### What needs to be done
After locating the line that contains "is_active FROM users WHERE email" in the records below, write out exactly that line and each line after it through the one that contains "let access_claims = Claims", and nothing else.

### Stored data
//! Authentication service for business registration, login, and token management

use bcrypt::{hash, verify, DEFAULT_COST};
use chrono::{Duration, Utc};
use jsonwebtoken::{decode, encode, DecodingKey, EncodingKey, Header, Validation};
use serde::{Deserialize, Serialize};
use sqlx::PgPool;
use uuid::Uuid;

use crate::config::Config;
use crate::error::{AppError, AppResult};
use shared::models::{BusinessType, UserRole};
use shared::validation::{validate_business_code, validate_email, validate_password};

/// Authentication service
#[derive(Clone)]
pub struct AuthService {
    db: PgPool,
    jwt_secret: String,
    access_token_expiry: i64,
    refresh_token_expiry: i64,
}

/// Input for registering a new business with owner account
#[derive(Debug, Deserialize)]
pub struct RegisterBusinessInput {
    pub business_name: String,
    pub business_type: BusinessType,
    /// Short code used as prefix in generated document numbers (e.g., "ACME")
    pub business_code: String,
    pub owner_name: String,
    pub email: String,
    pub password: String,
    pub phone: Option<String>,
    pub address: Option<String>,
}

/// Response after successful registration
#[derive(Debug, Serialize)]
pub struct RegisterResponse {
    pub business_id: Uuid,
    pub user_id: Uuid,
    pub access_token: String,
    pub refresh_token: String,
    pub token_type: String,
    pub expires_in: i64,
}

/// Input for logging in
#[derive(Debug, Deserialize)]
pub struct LoginInput {
    pub email: String,
    pub password: String,
}

/// Input for refreshing tokens
#[derive(Debug, Deserialize)]
pub struct RefreshInput {
    pub refresh_token: String,
}

/// JWT claims structure
#[derive(Debug, Serialize, Deserialize)]
pub struct Claims {
    /// User ID
    pub sub: String,
    pub business_id: String,
    pub role: String,
    pub exp: i64,
    pub iat: i64,
}

/// Authentication tokens
#[derive(Debug, Serialize)]
pub struct AuthTokens {
    pub access_token: String,
    pub refresh_token: String,
    pub token_type: String,
    pub expires_in: i64,
}

/// User info from database
#[derive(Debug, sqlx::FromRow)]
struct UserRow {
    id: Uuid,
    business_id: Uuid,
    email: String,
    password_hash: String,
    role: String,
    is_active: bool,
}

impl AuthService {
    /// Create a new AuthService instance
    pub fn new(db: PgPool, config: &Config) -> Self {
        Self {
            db,
            jwt_secret: config.jwt.secret.clone(),
            access_token_expiry: config.jwt.access_token_expiry,
            refresh_token_expiry: config.jwt.refresh_token_expiry,
        }
    }

    /// Register a new business with an admin owner account
    pub async fn register_business(
        &self,
        input: RegisterBusinessInput,
    ) -> AppResult<RegisterResponse> {
        validate_business_code(&input.business_code).map_err(|msg| AppError::Validation {
            field: "business_code".to_string(),
            message: msg.to_string(),
        })?;
        validate_email(&input.email).map_err(|msg| AppError::Validation {
            field: "email".to_string(),
            message: msg.to_string(),
        })?;
        validate_password(&input.password).map_err(|msg| AppError::Validation {
            field: "password".to_string(),
            message: msg.to_string(),
        })?;
        if input.business_name.trim().is_empty() {
            return Err(AppError::Validation {
                field: "business_name".to_string(),
                message: "Business name is required".to_string(),
            });
        }

        let code_taken = sqlx::query_scalar::<_, i64>(
            "SELECT COUNT(*) FROM businesses WHERE business_code = $1",
        )
        .bind(&input.business_code)
        .fetch_one(&self.db)
        .await?;

        if code_taken > 0 {
            return Err(AppError::Conflict {
                resource: "business".to_string(),
                message: "Business code already exists".to_string(),
            });
        }

        let email_taken =
            sqlx::query_scalar::<_, i64>("SELECT COUNT(*) FROM users WHERE email = $1")
                .bind(&input.email)
                .fetch_one(&self.db)
                .await?;

        if email_taken > 0 {
            return Err(AppError::DuplicateEntry("email".to_string()));
        }

        let password_hash =
            hash(&input.password, DEFAULT_COST).map_err(|e| AppError::Internal(e.to_string()))?;

        let mut tx = self.db.begin().await?;

        let business_id: Uuid = sqlx::query_scalar(
            r#"
            INSERT INTO businesses (name, business_type, business_code, address, phone, email)
            VALUES ($1, $2, $3, $4, $5, $6)
            RETURNING id
            "#,
        )
        .bind(&input.business_name)
        .bind(input.business_type.as_str())
        .bind(&input.business_code)
        .bind(&input.address)
        .bind(&input.phone)
        .bind(&input.email)
        .fetch_one(&mut *tx)
        .await?;

        let user_id: Uuid = sqlx::query_scalar(
            r#"
            INSERT INTO users (business_id, email, password_hash, name, phone, role)
            VALUES ($1, $2, $3, $4, $5, $6)
            RETURNING id
            "#,
        )
        .bind(business_id)
        .bind(&input.email)
        .bind(&password_hash)
        .bind(&input.owner_name)
        .bind(&input.phone)
        .bind(UserRole::Admin.as_str())
        .fetch_one(&mut *tx)
        .await?;

        tx.commit().await?;

        let tokens = self.generate_tokens(user_id, business_id, UserRole::Admin.as_str())?;

        Ok(RegisterResponse {
            business_id,
            user_id,
            access_token: tokens.access_token,
            refresh_token: tokens.refresh_token,
            token_type: tokens.token_type,
            expires_in: tokens.expires_in,
        })
    }

    /// Log in with email and password
    pub async fn login(&self, input: LoginInput) -> AppResult<AuthTokens> {
        let user = sqlx::query_as::<_, UserRow>(
            "SELECT id, business_id, email, password_hash, role, is_active FROM users WHERE email = $1",
        )
        .bind(&input.email)
        .fetch_optional(&self.db)
        .await?
        .ok_or(AppError::InvalidCredentials)?;

        if !user.is_active {
            return Err(AppError::Unauthorized("Account is disabled".to_string()));
        }

        let valid = verify(&input.password, &user.password_hash)
            .map_err(|e| AppError::Internal(e.to_string()))?;
        if !valid {
            return Err(AppError::InvalidCredentials);
        }

        self.generate_tokens(user.id, user.business_id, &user.role)
    }

    /// Exchange a refresh token for a fresh token pair
    pub async fn refresh(&self, input: RefreshInput) -> AppResult<AuthTokens> {
        let claims = decode::<Claims>(
            &input.refresh_token,
            &DecodingKey::from_secret(self.jwt_secret.as_bytes()),
            &Validation::default(),
        )
        .map_err(|_| AppError::InvalidToken)?
        .claims;

        let user_id = Uuid::parse_str(&claims.sub).map_err(|_| AppError::InvalidToken)?;

        // Re-check the account; a disabled user keeps their old tokens
        // only until they expire
        let user = sqlx::query_as::<_, UserRow>(
            "SELECT id, business_id, email, password_hash, role, is_active FROM users WHERE id = $1",
        )
        .bind(user_id)
        .fetch_optional(&self.db)
        .await?
        .ok_or(AppError::InvalidToken)?;

        if !user.is_active {
            return Err(AppError::Unauthorized("Account is disabled".to_string()));
        }

        self.generate_tokens(user.id, user.business_id, &user.role)
    }

    /// Issue an access/refresh token pair
    fn generate_tokens(
        &self,
        user_id: Uuid,
        business_id: Uuid,
        role: &str,
    ) -> AppResult<AuthTokens> {
        let now = Utc::now();

        let access_claims = Claims {
            sub: user_id.to_string(),
            business_id: business_id.to_string(),
            role: role.to_string(),
            iat: now.timestamp(),
            exp: (now + Duration::seconds(self.access_token_expiry)).timestamp(),
        };
        let refresh_claims = Claims {
            sub: user_id.to_string(),
            business_id: business_id.to_string(),
            role: role.to_string(),
            iat: now.timestamp(),
            exp: (now + Duration::seconds(self.refresh_token_expiry)).timestamp(),
        };

        let key = EncodingKey::from_secret(self.jwt_secret.as_bytes());
        let access_token = encode(&Header::default(), &access_claims, &key)
            .map_err(|e| AppError::Internal(e.to_string()))?;
        let refresh_token = encode(&Header::default(), &refresh_claims, &key)
            .map_err(|e| AppError::Internal(e.to_string()))?;

        Ok(AuthTokens {
            access_token,
            refresh_token,
            token_type: "Bearer".to_string(),
            expires_in: self.access_token_expiry,
        })
    }
}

### Solution to the exercise
            "SELECT id, business_id, email, password_hash, role, is_active FROM users WHERE email = $1",
        )
        .bind(&input.email)
        .fetch_optional(&self.db)
        .await?
        .ok_or(AppError::InvalidCredentials)?;

        if !user.is_active {
            return Err(AppError::Unauthorized("Account is disabled".to_string()));
        }

        let valid = verify(&input.password, &user.password_hash)
            .map_err(|e| AppError::Internal(e.to_string()))?;
        if !valid {
            return Err(AppError::InvalidCredentials);
        }

        self.generate_tokens(user.id, user.business_id, &user.role)
    }

    /// Exchange a refresh token for a fresh token pair
    pub async fn refresh(&self, input: RefreshInput) -> AppResult<AuthTokens> {
        let claims = decode::<Claims>(
            &input.refresh_token,
            &DecodingKey::from_secret(self.jwt_secret.as_bytes()),
            &Validation::default(),
        )
        .map_err(|_| AppError::InvalidToken)?
        .claims;

        let user_id = Uuid::parse_str(&claims.sub).map_err(|_| AppError::InvalidToken)?;

        // Re-check the account; a disabled user keeps their old tokens
        // only until they expire
        let user = sqlx::query_as::<_, UserRow>(
            "SELECT id, business_id, email, password_hash, role, is_active FROM users WHERE id = $1",
        )
        .bind(user_id)
        .fetch_optional(&self.db)
        .await?
        .ok_or(AppError::InvalidToken)?;

        if !user.is_active {
            return Err(AppError::Unauthorized("Account is disabled".to_string()));
        }

        self.generate_tokens(user.id, user.business_id, &user.role)
    }

    /// Issue an access/refresh token pair
    fn generate_tokens(
        &self,
        user_id: Uuid,
        business_id: Uuid,
        role: &str,
    ) -> AppResult<AuthTokens> {
        let now = Utc::now();

        let access_claims = Claims {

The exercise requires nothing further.